Game Informers Kyle Hilliard included the Hadouken's cameo in Mega Man X in his list of his five favorite video game Easter eggs. He claimed that this was in part because without Internet at the time, he was unable to verify whether the Easter egg really existed. GamesRadar featured it in his list of the 100 best video game Easter eggs.

===As an Internet meme===
A meme called "Hadouken-ing" became popular in Japan and later the United States, where one person poses as though they have fired a Hadouken, and another person poses as if they were struck by it.
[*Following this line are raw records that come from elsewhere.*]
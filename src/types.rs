//! Core game types: Color, Cell, Direction, ButtonEvent, GameOutcome.

/// Number of cells on the 3x3 board.
pub const CELL_COUNT: usize = 9;

/// LED color of a cell, doubling as the player identity.
///
/// Red is the first player after every reset.
#[derive(Clone, Copy, Default, Debug, PartialEq, Eq)]
#[cfg_attr(feature = "defmt", derive(defmt::Format))]
pub enum Color {
    #[default]
    Red = 0,
    Green = 1,
}

impl Color {
    /// Both colors, in grid order.
    pub const ALL: [Color; 2] = [Color::Red, Color::Green];

    /// The other player's color.
    #[inline]
    #[must_use]
    pub const fn opponent(self) -> Self {
        match self {
            Color::Red => Color::Green,
            Color::Green => Color::Red,
        }
    }

    /// Index of this color's occupancy grid.
    #[inline]
    #[must_use]
    pub const fn index(self) -> usize {
        self as usize
    }
}

/// A board cell index in `0..9`, row-major from the top-left corner.
///
/// Out-of-range values cannot be constructed, so every table lookup keyed
/// by a `Cell` is in bounds.
#[derive(Clone, Copy, Default, Debug, PartialEq, Eq, PartialOrd, Ord)]
#[cfg_attr(feature = "defmt", derive(defmt::Format))]
pub struct Cell(u8);

impl Cell {
    /// Top-left cell, where the cursor starts.
    pub const FIRST: Self = Self(0);

    /// Create a cell from a raw index, or `None` if it is off the board.
    #[inline]
    #[must_use]
    pub const fn new(index: u8) -> Option<Self> {
        if (index as usize) < CELL_COUNT {
            Some(Self(index))
        } else {
            None
        }
    }

    /// Raw index as `usize` for table lookups.
    #[inline]
    #[must_use]
    pub const fn index(self) -> usize {
        self.0 as usize
    }

    /// Next cell in scan order, wrapping from 8 back to 0.
    #[inline]
    #[must_use]
    pub const fn wrapping_next(self) -> Self {
        Self((self.0 + 1) % CELL_COUNT as u8)
    }

    /// Previous cell in scan order, wrapping from 0 to 8.
    #[inline]
    #[must_use]
    pub const fn wrapping_prev(self) -> Self {
        if self.0 == 0 {
            Self(CELL_COUNT as u8 - 1)
        } else {
            Self(self.0 - 1)
        }
    }

    /// Step one cell in `direction`, wrapping around the board.
    #[inline]
    #[must_use]
    pub const fn step(self, direction: Direction) -> Self {
        match direction {
            Direction::Forward => self.wrapping_next(),
            Direction::Backward => self.wrapping_prev(),
        }
    }

    /// Iterate over all nine cells in scan order.
    pub fn all() -> impl Iterator<Item = Cell> {
        (0..CELL_COUNT as u8).map(Cell)
    }
}

/// Cursor travel direction over the circular cell order.
#[derive(Clone, Copy, Debug, PartialEq, Eq)]
#[cfg_attr(feature = "defmt", derive(defmt::Format))]
pub enum Direction {
    /// +1, wrapping 8 -> 0.
    Forward,
    /// -1, wrapping 0 -> 8.
    Backward,
}

/// Gesture classified from the single push-button.
///
/// "No gesture this tick" is expressed as `None` by the producers.
#[derive(Clone, Copy, Debug, PartialEq, Eq)]
#[cfg_attr(feature = "defmt", derive(defmt::Format))]
pub enum ButtonEvent {
    /// One press shorter than the long-press threshold, no second press in the window.
    ShortPress,
    /// Two short presses, the second starting inside the double-press window.
    DoublePress,
    /// A press held at least the long-press threshold.
    LongPress,
}

/// State of the game as seen by the top-level loop.
#[derive(Clone, Copy, Default, Debug, PartialEq, Eq)]
#[cfg_attr(feature = "defmt", derive(defmt::Format))]
pub enum GameOutcome {
    /// A fresh game must be set up.
    #[default]
    Restart,
    /// Players are still placing marks.
    Ongoing,
    /// Board full, nobody won.
    Stalemate,
    RedWins,
    GreenWins,
}

impl GameOutcome {
    /// Winning outcome for `color`.
    #[inline]
    #[must_use]
    pub const fn win_for(color: Color) -> Self {
        match color {
            Color::Red => GameOutcome::RedWins,
            Color::Green => GameOutcome::GreenWins,
        }
    }

    /// True for outcomes that end the game and start the animation.
    #[inline]
    #[must_use]
    pub const fn is_terminal(self) -> bool {
        matches!(
            self,
            GameOutcome::Stalemate | GameOutcome::RedWins | GameOutcome::GreenWins
        )
    }
}
#![no_std]
#![no_main]

use charlieplex_tictactoe_rp2040::{DelayClock, Game, RpLines, Timing};
use defmt::{info, unwrap};
use defmt_rtt as _;
use embassy_executor::Spawner;
use embassy_rp::gpio::{Flex, Input, Pull};
use embassy_time::Delay;

#[cfg(feature = "dev-panic")]
use panic_probe as _;
#[cfg(feature = "prod-panic")]
use panic_reset as _;

#[embassy_executor::main]
async fn main(_spawner: Spawner) {
    info!("Charlieplex tic-tac-toe starting...");

    let p = embassy_rp::init(embassy_rp::config::Config::default());

    // --- LED matrix lines (Line 0..4) ---
    let lines = RpLines::new([
        Flex::new(p.PIN_2),
        Flex::new(p.PIN_3),
        Flex::new(p.PIN_4),
        Flex::new(p.PIN_5),
        Flex::new(p.PIN_6),
    ]);

    // --- Button (active-low) ---
    let button = Input::new(p.PIN_15, Pull::Up);

    // --- Tick source: blocking 1 ms delay ---
    let clock = DelayClock::new(Delay);

    let mut game = unwrap!(Game::new(lines, clock, button, Timing::DEFAULT));

    info!("Game initialized, red to move");

    // The game loop blocks on its own delay; nothing else runs on this core.
    game.run()
}
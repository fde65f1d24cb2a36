//! Charlieplexed LED driver.
//!
//! Five lines carry the 18 logical LEDs (9 cells x 2 colors). Each cell
//! holds a red/green LED pair wired anti-parallel between two lines, so
//! the same pair lights red with one polarity and green with the other.
//!
//! # Ghosting
//!
//! Floating lines keep charge after an LED is switched off and leak it
//! into neighbouring LEDs as a faint glow. [`Charlieplex::discharge`]
//! briefly pulls every line low after each LED-on period to drain it.

use crate::clock::Clock;
use crate::line::{Line, LineDriver};
use crate::types::{Cell, Color, CELL_COUNT};

/// Line pair of one cell in red orientation.
#[derive(Clone, Copy, Debug, PartialEq, Eq)]
#[cfg_attr(feature = "defmt", derive(defmt::Format))]
pub struct LinePair {
    /// Driven high to light the red LED.
    pub anode: Line,
    /// Driven low to light the red LED.
    pub cathode: Line,
}

impl LinePair {
    const fn new(anode: Line, cathode: Line) -> Self {
        Self { anode, cathode }
    }
}

/// Cell-to-line wiring of the board, red orientation.
pub const TOPOLOGY: [LinePair; CELL_COUNT] = [
    LinePair::new(Line::L0, Line::L1),
    LinePair::new(Line::L0, Line::L2),
    LinePair::new(Line::L0, Line::L3),
    LinePair::new(Line::L1, Line::L2),
    LinePair::new(Line::L1, Line::L3),
    LinePair::new(Line::L3, Line::L4),
    LinePair::new(Line::L2, Line::L3),
    LinePair::new(Line::L1, Line::L4),
    LinePair::new(Line::L0, Line::L4),
];

/// Resolve the `(source, sink)` lines that light `cell` in `color`.
///
/// Green swaps the red anode and cathode.
#[inline]
#[must_use]
pub const fn resolve_pair(color: Color, cell: Cell) -> (Line, Line) {
    let pair = TOPOLOGY[cell.index()];
    match color {
        Color::Red => (pair.anode, pair.cathode),
        Color::Green => (pair.cathode, pair.anode),
    }
}

/// LED driver over a set of Charlieplex lines.
pub struct Charlieplex<L> {
    lines: L,
}

impl<L: LineDriver> Charlieplex<L> {
    /// Take ownership of the lines and float all of them.
    pub fn new(mut lines: L) -> Self {
        lines.all_hi_z();
        Self { lines }
    }

    /// Energize one LED: `source` high, `sink` low.
    ///
    /// Every other line must already float; this is not re-checked.
    #[inline]
    pub fn drive(&mut self, source: Line, sink: Line) {
        self.lines.set_high(source);
        self.lines.set_low(sink);
    }

    /// Switch the LED driven from `source` off and drain all lines.
    ///
    /// The source is floated first so it never transiently pulls against
    /// the sink, then every line is pulled low and floated again.
    pub fn discharge(&mut self, source: Line) {
        self.lines.set_hi_z(source);
        for line in Line::ALL {
            self.lines.set_low(line);
        }
        self.lines.all_hi_z();
    }

    /// Float every line.
    #[inline]
    pub fn all_hi_z(&mut self) {
        self.lines.all_hi_z();
    }

    /// Light `cell` in `color` for `ticks`, then discharge.
    pub fn light_cell<C: Clock>(&mut self, color: Color, cell: Cell, ticks: u32, clock: &mut C) {
        let (source, sink) = resolve_pair(color, cell);
        self.drive(source, sink);
        clock.advance(ticks);
        self.discharge(source);
    }

    /// Multiplex the cells set in `mask` in `color` until `duration` ticks of
    /// LED-on time have elapsed, holding each cell for `step` ticks.
    ///
    /// An empty mask, or a zero `step`, just waits dark for `duration`.
    pub fn light_mask<C: Clock>(
        &mut self,
        color: Color,
        mask: &[bool; CELL_COUNT],
        duration: u32,
        step: u32,
        clock: &mut C,
    ) {
        if step == 0 || !mask.iter().any(|lit| *lit) {
            self.all_hi_z();
            clock.advance(duration);
            return;
        }

        let mut elapsed = 0u32;
        'hold: while elapsed < duration {
            for cell in Cell::all().filter(|cell| mask[cell.index()]) {
                self.light_cell(color, cell, step, clock);
                elapsed = elapsed.saturating_add(step);
                if elapsed >= duration {
                    break 'hold;
                }
            }
        }

        self.all_hi_z();
    }

    /// Get a reference to the lines.
    pub fn lines(&self) -> &L {
        &self.lines
    }

    /// Get a mutable reference to the lines.
    pub fn lines_mut(&mut self) -> &mut L {
        &mut self.lines
    }

    /// Decompose the driver into its lines.
    pub fn into_inner(self) -> L {
        self.lines
    }
}
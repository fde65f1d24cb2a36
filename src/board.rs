//! Board state and game rules.
//!
//! The board owns one occupancy grid per color, the cursor and the color
//! whose turn it is. Marks are only ever placed into free cells, so a
//! cell is set in at most one grid.

use crate::types::{ButtonEvent, Cell, Color, Direction, GameOutcome, CELL_COUNT};

/// The eight winning lines: rows, columns, diagonals.
pub const WIN_LINES: [[u8; 3]; 8] = [
    [0, 1, 2],
    [3, 4, 5],
    [6, 7, 8],
    [0, 3, 6],
    [1, 4, 7],
    [2, 5, 8],
    [0, 4, 8],
    [2, 4, 6],
];

/// Cells lit by the stalemate "X" pattern.
#[rustfmt::skip]
pub const X_PATTERN: [bool; CELL_COUNT] = [
    true,  false, true,
    false, true,  false,
    true,  false, true,
];

/// Complete board state.
#[derive(Clone, Copy, Debug, PartialEq, Eq)]
#[cfg_attr(feature = "defmt", derive(defmt::Format))]
pub struct Board {
    grids: [[bool; CELL_COUNT]; 2],
    cursor: Cell,
    active: Color,
}

impl Default for Board {
    fn default() -> Self {
        Self::new()
    }
}

impl Board {
    /// Empty board, cursor on cell 0, red to move.
    #[must_use]
    pub const fn new() -> Self {
        Self {
            grids: [[false; CELL_COUNT]; 2],
            cursor: Cell::FIRST,
            active: Color::Red,
        }
    }

    /// Cell under the cursor.
    #[inline]
    #[must_use]
    pub const fn cursor(&self) -> Cell {
        self.cursor
    }

    /// Color whose turn it is.
    #[inline]
    #[must_use]
    pub const fn active(&self) -> Color {
        self.active
    }

    /// Occupancy grid of one color.
    #[inline]
    #[must_use]
    pub const fn grid(&self, color: Color) -> &[bool; CELL_COUNT] {
        &self.grids[color.index()]
    }

    /// True if `cell` is set in `color`'s grid.
    #[inline]
    #[must_use]
    pub const fn has(&self, color: Color, cell: Cell) -> bool {
        self.grids[color.index()][cell.index()]
    }

    /// True if `cell` holds a mark of either color.
    #[inline]
    #[must_use]
    pub const fn cell_occupied(&self, cell: Cell) -> bool {
        self.has(Color::Red, cell) || self.has(Color::Green, cell)
    }

    /// True if no free cell remains.
    #[must_use]
    pub fn is_full(&self) -> bool {
        Cell::all().all(|cell| self.cell_occupied(cell))
    }

    /// True if `color` owns all three cells of any winning line.
    #[must_use]
    pub fn has_win(&self, color: Color) -> bool {
        let grid = self.grid(color);
        WIN_LINES
            .iter()
            .any(|line| line.iter().all(|&cell| grid[cell as usize]))
    }

    /// Find the first free cell scanning from `start` (inclusive) in
    /// `direction`, visiting each cell at most once.
    #[must_use]
    pub fn find_next_free_from(&self, start: Cell, direction: Direction) -> Option<Cell> {
        let mut cell = start;
        for _ in 0..CELL_COUNT {
            if !self.cell_occupied(cell) {
                return Some(cell);
            }
            cell = cell.step(direction);
        }
        None
    }

    /// Move the cursor to the next free cell after the current one in
    /// `direction`. A full board leaves the cursor where it is.
    pub fn move_cursor(&mut self, direction: Direction) {
        let start = self.cursor.step(direction);
        if let Some(next) = self.find_next_free_from(start, direction) {
            self.cursor = next;
        }
    }

    /// Place the active color at the cursor and finish the turn.
    ///
    /// An occupied cursor cell cannot be played; the cursor advances to
    /// the next free cell instead and the game goes on.
    pub fn place(&mut self) -> GameOutcome {
        if self.cell_occupied(self.cursor) {
            self.move_cursor(Direction::Forward);
            return GameOutcome::Ongoing;
        }

        self.grids[self.active.index()][self.cursor.index()] = true;
        #[cfg(feature = "defmt")]
        defmt::debug!("{} placed at cell {}", self.active, self.cursor.index());
        self.end_turn()
    }

    /// Evaluate the board after the active color placed a mark.
    ///
    /// A win by the active color takes precedence over a full board.
    /// Otherwise the turn passes and the cursor moves to the next free cell.
    pub fn end_turn(&mut self) -> GameOutcome {
        if self.has_win(self.active) {
            return GameOutcome::win_for(self.active);
        }
        if self.is_full() {
            return GameOutcome::Stalemate;
        }

        self.active = self.active.opponent();
        self.move_cursor(Direction::Forward);
        GameOutcome::Ongoing
    }

    /// Apply one button gesture and report the resulting outcome.
    ///
    /// - Short press: cursor forward.
    /// - Double press: cursor backward.
    /// - Long press: place at the cursor.
    /// - No gesture: nothing.
    ///
    /// After the gesture the cursor is moved off any occupied cell, then the
    /// whole board is re-checked in order red win, green win, full board.
    pub fn check_board(&mut self, event: Option<ButtonEvent>) -> GameOutcome {
        match event {
            Some(ButtonEvent::ShortPress) => self.move_cursor(Direction::Forward),
            Some(ButtonEvent::DoublePress) => self.move_cursor(Direction::Backward),
            Some(ButtonEvent::LongPress) => {
                if !self.cell_occupied(self.cursor) {
                    let outcome = self.place();
                    if outcome != GameOutcome::Ongoing {
                        return outcome;
                    }
                } else {
                    self.move_cursor(Direction::Forward);
                }
            }
            None => {}
        }

        if self.cell_occupied(self.cursor) {
            match self.find_next_free_from(self.cursor, Direction::Forward) {
                Some(free) => self.cursor = free,
                None => return GameOutcome::Stalemate,
            }
        }

        if self.has_win(Color::Red) {
            GameOutcome::RedWins
        } else if self.has_win(Color::Green) {
            GameOutcome::GreenWins
        } else if self.is_full() {
            GameOutcome::Stalemate
        } else {
            GameOutcome::Ongoing
        }
    }

    /// Board with the given cells set, for tests and replays.
    ///
    /// A cell listed for both colors is kept red only. The cursor is moved
    /// to the first free cell.
    #[must_use]
    pub fn with_marks(red: &[Cell], green: &[Cell], active: Color) -> Self {
        let mut board = Self::new();
        for cell in red {
            board.grids[Color::Red.index()][cell.index()] = true;
        }
        for cell in green {
            if !board.has(Color::Red, *cell) {
                board.grids[Color::Green.index()][cell.index()] = true;
            }
        }
        board.active = active;
        if let Some(free) = board.find_next_free_from(Cell::FIRST, Direction::Forward) {
            board.cursor = free;
        }
        board
    }

    /// Set a mark bypassing the exclusivity rule, to exercise repair paths.
    #[cfg(test)]
    pub(crate) fn force_mark(&mut self, color: Color, cell: Cell) {
        self.grids[color.index()][cell.index()] = true;
    }
}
Several celebrities have taken pictures of themselves performing the Hadouken meme. Community and Mad Men star Alison Brie performed a number of different Internet memes, one of which was Hadouken-ing. The cast of The Good Wife also took a picture of the meme being performed. Television personality Carrie Keagan also posed for this meme. New York's Daily News Jacob E. Osterhout called it the biggest meme since the Harlem Shake. Critics of the meme claim that the meme is in fact a depiction of the Kamehameha from Dragon Ball Z and was in fact a "marketing ploy" for Dragon Ball Z: Battle of Gods.